The caskeycoding.com tech stack at a glance

This site is a Next.js static export on CloudFront, a small Python service on Lambda, a single DynamoDB table, an S3 content bucket, and two AI agents calling Anthropic directly. Everything is wired up with AWS CDK across four stacks split by deploy cadence — auth, agents, backend, frontend.
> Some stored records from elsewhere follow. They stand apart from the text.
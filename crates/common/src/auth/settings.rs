//! Plaintext settings-file credential store
//!
//! Fallback for platforms where the OS secret manager is unavailable or
//! unreliable for unsigned builds. The credential lives in a `[credential]`
//! table of an app-scoped TOML file; other tables in the same file are
//! preserved across writes.
//!
//! The file is created with `0600` permissions on unix and replaced
//! atomically (write to a sibling temp file, then rename).

use std::fs;
use std::io::{ErrorKind, Write};
use std::path::{Path, PathBuf};

use geoportal_domain::{AuthError, Credential, Result, StoreSecurity};
use parking_lot::Mutex;
use tracing::debug;

use crate::auth::traits::CredentialStore;

const CREDENTIAL_TABLE: &str = "credential";

/// [`CredentialStore`] backed by a plaintext TOML settings file
#[derive(Debug)]
pub struct SettingsCredentialStore {
    path: PathBuf,
    write_lock: Mutex<()>,
}

impl SettingsCredentialStore {
    pub fn new(path: impl Into<PathBuf>) -> Self {
        Self { path: path.into(), write_lock: Mutex::new(()) }
    }

    /// Location of the settings file
    #[must_use]
    pub fn path(&self) -> &Path {
        &self.path
    }

    fn read_table(&self) -> Result<Option<toml::Table>> {
        let contents = match fs::read_to_string(&self.path) {
            Ok(contents) => contents,
            Err(e) if e.kind() == ErrorKind::NotFound => return Ok(None),
            Err(e) => {
                return Err(AuthError::storage(format!(
                    "failed to read {}: {e}",
                    self.path.display()
                )))
            }
        };

        contents.parse::<toml::Table>().map(Some).map_err(|e| {
            AuthError::storage(format!("failed to parse {}: {e}", self.path.display()))
        })
    }

    fn write_table(&self, table: &toml::Table) -> Result<()> {
        let rendered = toml::to_string(table)
            .map_err(|e| AuthError::storage(format!("failed to encode settings: {e}")))?;

        if let Some(parent) = self.path.parent().filter(|p| !p.as_os_str().is_empty()) {
            fs::create_dir_all(parent).map_err(|e| {
                AuthError::storage(format!("failed to create {}: {e}", parent.display()))
            })?;
        }

        let tmp_path = self.path.with_extension("toml.tmp");
        write_private(&tmp_path, rendered.as_bytes()).map_err(|e| {
            AuthError::storage(format!("failed to write {}: {e}", tmp_path.display()))
        })?;

        fs::rename(&tmp_path, &self.path).map_err(|e| {
            let _ = fs::remove_file(&tmp_path);
            AuthError::storage(format!("failed to replace {}: {e}", self.path.display()))
        })
    }
}

impl CredentialStore for SettingsCredentialStore {
    fn security(&self) -> StoreSecurity {
        StoreSecurity::PlaintextSettings
    }

    fn save(&self, credential: &Credential) -> Result<()> {
        let _guard = self.write_lock.lock();
        debug!(path = %self.path.display(), "Storing credential in settings file");

        let mut table = self.read_table()?.unwrap_or_default();
        let value = toml::Value::try_from(credential)
            .map_err(|e| AuthError::storage(format!("failed to encode credential: {e}")))?;
        table.insert(CREDENTIAL_TABLE.to_string(), value);

        self.write_table(&table)
    }

    fn load(&self) -> Result<Option<Credential>> {
        let Some(mut table) = self.read_table()? else {
            return Ok(None);
        };
        let Some(value) = table.remove(CREDENTIAL_TABLE) else {
            return Ok(None);
        };

        value.try_into::<Credential>().map(Some).map_err(|e| {
            AuthError::storage(format!("invalid credential in {}: {e}", self.path.display()))
        })
    }

    fn clear(&self) -> Result<()> {
        let _guard = self.write_lock.lock();
        debug!(path = %self.path.display(), "Removing credential from settings file");

        let Some(mut table) = self.read_table()? else {
            return Ok(());
        };
        if table.remove(CREDENTIAL_TABLE).is_none() {
            return Ok(());
        }

        if table.is_empty() {
            match fs::remove_file(&self.path) {
                Ok(()) => Ok(()),
                Err(e) if e.kind() == ErrorKind::NotFound => Ok(()),
                Err(e) => Err(AuthError::storage(format!(
                    "failed to remove {}: {e}",
                    self.path.display()
                ))),
            }
        } else {
            self.write_table(&table)
        }
    }
}

#[cfg(unix)]
fn write_private(path: &Path, contents: &[u8]) -> std::io::Result<()> {
    use std::os::unix::fs::{OpenOptionsExt, PermissionsExt};

    let mut file =
        fs::OpenOptions::new().write(true).create(true).truncate(true).mode(0o600).open(path)?;
    // `mode` only applies on creation; tighten a pre-existing temp file too
    file.set_permissions(fs::Permissions::from_mode(0o600))?;
    file.write_all(contents)?;
    file.sync_all()
}

#[cfg(not(unix))]
fn write_private(path: &Path, contents: &[u8]) -> std::io::Result<()> {
    let mut file = fs::OpenOptions::new().write(true).create(true).truncate(true).open(path)?;
    file.write_all(contents)?;
    file.sync_all()
}
//! Keychain provider for secure secret storage
//!
//! Thin wrapper over the platform keychain for storing string secrets across
//! macOS (Keychain Access), Windows (Credential Manager), and Linux (Secret
//! Service over D-Bus, fronted by a kernel keyutils cache). Entries persist
//! across reboots on every platform.
//!
//! ## Module Relationships
//!
//! - This module (`security::keychain`): generic secret storage
//! - `auth::keychain`: credential-specific storage built on [`SecretStore`]
//!
//! ## Usage
//!
//! ```no_run
//! use geoportal_common::security::keychain::{KeychainProvider, SecretStore};
//!
//! let keychain = KeychainProvider::new("Geoportal.catalog");
//! keychain.set_secret("api_key.default", "super-secret")?;
//! let secret = keychain.get_secret("api_key.default")?;
//! assert_eq!(secret, "super-secret");
//! # Ok::<(), geoportal_common::security::KeychainError>(())
//! ```

use keyring::Entry;
use thiserror::Error;
use tracing::debug;

/// String secret storage keyed by a logical name
///
/// Implemented by [`KeychainProvider`] and by the in-memory mock in
/// `testing`.
pub trait SecretStore: Send + Sync {
    /// Store a secret, replacing any existing value
    ///
    /// # Errors
    /// Returns `KeychainError::AccessFailed` if the backend rejects the write
    fn set_secret(&self, key: &str, value: &str) -> Result<(), KeychainError>;

    /// Retrieve a secret
    ///
    /// # Errors
    /// Returns `KeychainError::NotFound` if the secret doesn't exist
    fn get_secret(&self, key: &str) -> Result<String, KeychainError>;

    /// Delete a secret (idempotent)
    ///
    /// # Errors
    /// Returns `KeychainError::AccessFailed` if the backend rejects the delete
    fn delete_secret(&self, key: &str) -> Result<(), KeychainError>;
}

/// Platform keychain provider scoped to one service name
#[derive(Debug, Clone)]
pub struct KeychainProvider {
    service_name: String,
}

impl KeychainProvider {
    /// Create a new keychain provider for a specific service
    ///
    /// # Arguments
    /// * `service_name` - Service identifier (e.g., "Geoportal.catalog")
    pub fn new(service_name: impl Into<String>) -> Self {
        Self { service_name: service_name.into() }
    }

    /// Service identifier entries are filed under
    #[must_use]
    pub fn service_name(&self) -> &str {
        &self.service_name
    }

    fn create_entry(&self, account: &str) -> Result<Entry, KeychainError> {
        Entry::new(&self.service_name, account).map_err(|e| {
            KeychainError::AccessFailed(format!("Failed to create keychain entry: {e}"))
        })
    }
}

impl SecretStore for KeychainProvider {
    fn set_secret(&self, key: &str, value: &str) -> Result<(), KeychainError> {
        debug!(service = %self.service_name, key = %key, "Storing secret in keychain");

        let entry = self.create_entry(key)?;
        entry.set_password(value).map_err(|e| access_failed("store", key, &e))?;

        debug!(service = %self.service_name, key = %key, "Secret stored successfully");
        Ok(())
    }

    fn get_secret(&self, key: &str) -> Result<String, KeychainError> {
        debug!(service = %self.service_name, key = %key, "Retrieving secret from keychain");

        let entry = self.create_entry(key)?;
        entry.get_password().map_err(|e| match e {
            keyring::Error::NoEntry => KeychainError::NotFound,
            other => access_failed("retrieve", key, &other),
        })
    }

    fn delete_secret(&self, key: &str) -> Result<(), KeychainError> {
        debug!(service = %self.service_name, key = %key, "Deleting secret from keychain");

        let entry = self.create_entry(key)?;
        match entry.delete_credential() {
            Ok(()) | Err(keyring::Error::NoEntry) => Ok(()),
            Err(e) => Err(access_failed("delete", key, &e)),
        }
    }
}

fn access_failed(action: &str, key: &str, err: &keyring::Error) -> KeychainError {
    KeychainError::AccessFailed(format!("Failed to {action} secret for {key}: {err}"))
}

/// Keychain error types
#[derive(Debug, Error)]
pub enum KeychainError {
    /// Keychain access failed (permission denied, not available, etc.)
    #[error("Keychain access failed: {0}")]
    AccessFailed(String),

    /// Entry not found in keychain
    #[error("Entry not found")]
    NotFound,
}

impl From<KeychainError> for geoportal_domain::AuthError {
    fn from(err: KeychainError) -> Self {
        Self::storage(err.to_string())
    }
}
Here is the stack, layer by layer.

Frontend

• Next.js with static export, TypeScript, trailingSlash aligned with the edge rewrite
• Playwright for end-to-end tests
• Lighthouse CI for performance budgets

Edge / CDN

• CloudFront distribution fronting a private S3 site bucket via origin access, HTTPS-only
• CloudFront Functions at viewer-request for extensionless URI rewrites and one retired-slug 301
• Route53 hosted zone with apex / www aliases plus Google Workspace MX, SPF, and DMARC (p=quarantine)
• ACM for the TLS certificate

API & compute

• Amazon API Gateway for the dynamic surface
• AWS Lambda (Python) for the blog handler, the public demo handlers, the agent API, and the long-running orchestrator
• AWS WAF with regional, per-route rate rules on the unauthenticated /public/* endpoints

Data

• Amazon DynamoDB — single-table design, postId + type keys, post and agent_task items
• Amazon S3 — transparent content offload at 2KB so DynamoDB items stay small and read-cheap

Auth

• Amazon Cognito user pool, shared via cross-stack reference to the backend

AI / LLM

• Anthropic API (direct, official Python SDK) as the primary path
  • Sonnet 4.6 — workhorse: generation, polish, tool loops
  • Opus 4.7 — synthesis and multi-source reasoning
  • Haiku 4.5 — routing, classification, eval-judge
• Amazon Bedrock — fallback only, via a cross-region inference profile, with a Discord webhook alert when it engages
• Shared client (anthropic_client.py) owns retries, fallback, secrets, and cost accounting; agents stay thin

Secrets & config

• AWS Secrets Manager for the Anthropic API key — no env-var secrets in prod
• AWS Systems Manager / CDK context for non-secret config

Observability

• Amazon CloudWatch logs, metrics, and alarms (5xx on the static path → SNS topic)
• Amazon SNS for paging
• Discord webhooks for human-in-the-loop alerts (LLM fallback, eval drift)
• Structured llm_call JSON logs — full payloads only in non-prod; prod carries metadata plus a prompt_sha256

Testing & CI

• pytest for the Python service
• Replay / eval harness — YAML cases with cached completions, runs on every PR with no API spend; a --live mode for capturing new fixtures
• CI pricing check — fails the build if the in-repo per-model pricing table is older than 90 days

Infrastructure as code

• AWS CDK (TypeScript), four stacks split by blast radius:
  • AuthStack — Cognito
  • AgentStack — agent and orchestrator Lambdas, Bedrock IAM
  • BackendStack — API Gateway, blog Lambda, DynamoDB, S3 content bucket
  • FrontendStack — CloudFront, site bucket, Route53, ACM

The specs that drive this site — including the architecture decisions behind each of these choices — are public in the specs demo repo.